Sans être attendu, Bernard débarque aux soixante ans de sa sœur cadette et sème la discorde. Ancien combattant, il ne s’est jamais remis de l’Algérie.
Il y a le sang qui coule dans les veines et sur les mains. Des souvenirs qui assaillent et ne laissent plus jamais tranquilles, surtout la nuit. Des secrets qui rongent les âmes tristes par leur silence. Une page d’histoire que l’on cherche à déchirer, celle de ce livre encore ouvert. La guerre a fait de ces enfants des hommes… et des fous.
L’entrée en matière est laborieuse avec un gargantuesque Gérard Depardieu filmé au ralenti.
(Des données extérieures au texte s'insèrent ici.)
//! End-to-end operations: hex correspondences → LUT, and LUT → corrected image.
//!
//! Inputs are validated in full before any numerical work starts. Each call
//! builds its own correspondence sets and grids, so calls are independent and
//! safe to run concurrently.

use crate::correction::augment::augment;
use crate::correction::normalize::normalize;
use crate::correction::zip_pairs;
use crate::error::LutError;
use crate::image::GradingImage;
use crate::sample::ColorSample;
use crate::transform::grid::GridSampler;
use crate::transform::lut::Lut3D;
use crate::transform::params::SynthesisParams;

/// Parse and check a `before`/`after` hex list pair.
pub fn parse_correction_lists<S: AsRef<str>>(
    before_hex: &[S],
    after_hex: &[S],
) -> Result<(Vec<ColorSample>, Vec<ColorSample>), LutError> {
    if before_hex.is_empty() || after_hex.is_empty() {
        let field = if before_hex.is_empty() { "before_data" } else { "after_data" };
        return Err(LutError::InvalidInput(format!("{field} must not be empty")));
    }
    if before_hex.len() != after_hex.len() {
        return Err(LutError::InvalidInput(format!(
            "before_data has {} entries but after_data has {}",
            before_hex.len(),
            after_hex.len()
        )));
    }
    let before = ColorSample::parse_list("before_data", before_hex)?;
    let after = ColorSample::parse_list("after_data", after_hex)?;
    Ok((before, after))
}

/// Synthesize a LUT from reference (`before`) and captured (`after`) hex colors.
pub fn generate_lut<S: AsRef<str>>(
    before_hex: &[S],
    after_hex: &[S],
    params: &SynthesisParams,
) -> Result<Lut3D, LutError> {
    params.validate()?;
    let (before, after) = parse_correction_lists(before_hex, after_hex)?;
    generate_lut_from_samples(&before, &after, params)
}

/// Synthesize a LUT from already-parsed samples.
pub fn generate_lut_from_samples(
    before: &[ColorSample],
    after: &[ColorSample],
    params: &SynthesisParams,
) -> Result<Lut3D, LutError> {
    params.validate()?;
    let after = normalize(before, after)?;
    let pairs = zip_pairs(before, &after)?;
    let augmented = augment(&pairs, params);

    tracing::info!(
        pairs = pairs.len(),
        augmented = augmented.len(),
        size = params.lut_size,
        "generating LUT"
    );
    GridSampler::new(params).sample(&augmented)
}

/// Synthesize a LUT and render it as `.cube` text.
pub fn generate_cube<S: AsRef<str>>(
    before_hex: &[S],
    after_hex: &[S],
    params: &SynthesisParams,
) -> Result<String, LutError> {
    Ok(generate_lut(before_hex, after_hex, params)?.to_cube_string())
}

/// Correct an encoded image with a LUT synthesized from the hex lists.
///
/// The LUT reaches the image through its `.cube` text, so the applier sees
/// exactly what a downloaded file would contain. Returns PNG bytes.
pub fn apply_lut<S: AsRef<str>>(
    image_bytes: &[u8],
    before_hex: &[S],
    after_hex: &[S],
    params: &SynthesisParams,
) -> Result<Vec<u8>, LutError> {
    params.validate()?;
    let (before, after) = parse_correction_lists(before_hex, after_hex)?;
    let mut image = GradingImage::decode(image_bytes)?;

    let cube = generate_lut_from_samples(&before, &after, params)?.to_cube_string();
    let lut = Lut3D::parse_cube(&cube)?;

    image.apply_lut(&lut);
    tracing::info!(
        width = image.width,
        height = image.height,
        bit_depth = %image.source_bit_depth,
        "applied LUT to image"
    );
    image.encode_png()
}

#[cfg(test)]
mod tests {
    use super::*;

    #[test]
    fn test_mismatched_lengths_rejected() {
        let err = generate_lut(
            &["#000000", "#808080", "#FFFFFF"],
            &["#000000", "#FFFFFF"],
            &SynthesisParams::default(),
        )
        .unwrap_err();
        assert_eq!(err.kind(), "invalid_input");
    }

    #[test]
    fn test_empty_lists_rejected() {
        let empty: [&str; 0] = [];
        let err = generate_lut(&empty, &empty, &SynthesisParams::default()).unwrap_err();
        assert_eq!(err.kind(), "invalid_input");
    }

    #[test]
    fn test_malformed_hex_names_field() {
        let err = parse_correction_lists(&["#000000", "#GGGGGG"], &["#000000", "#FFFFFF"]).unwrap_err();
        assert!(err.to_string().contains("before_data[1]"), "{err}");
    }

    #[test]
    fn test_bad_image_rejected_as_invalid_input() {
        let err = apply_lut(
            b"not an image",
            &["#000000", "#FFFFFF"],
            &["#101010", "#F0F0F0"],
            &SynthesisParams::default(),
        )
        .unwrap_err();
        assert_eq!(err.kind(), "invalid_input");
    }

    #[test]
    fn test_small_grid_generation() {
        let params = SynthesisParams {
            lut_size: 5,
            ..Default::default()
        };
        let lut = generate_lut(
            &["#202020", "#C04040", "#40C040"],
            &["#282828", "#B04848", "#48B048"],
            &params,
        )
        .unwrap();
        assert_eq!(lut.size, 5);
        assert_eq!(lut.data.len(), 125);
        assert_eq!(lut.get(4, 4, 4), [1.0, 1.0, 1.0]);
    }
}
Aviné, enragé, il hurle, titube, entravé par plusieurs villageois exaspérés. Grotesque, la scène déclenche gêne ou rires forcés dans la salle. En retrait, les autres acteurs – Catherine Frot, Jean-Pierre Darroussin – ne peuvent s’imposer. Quant aux plus jeunes, figurant le passé, ils déclament parfois leurs lignes de manière mécanique. On craint plus lourd encore quand la voix off prend le relais afin de compléter l’image.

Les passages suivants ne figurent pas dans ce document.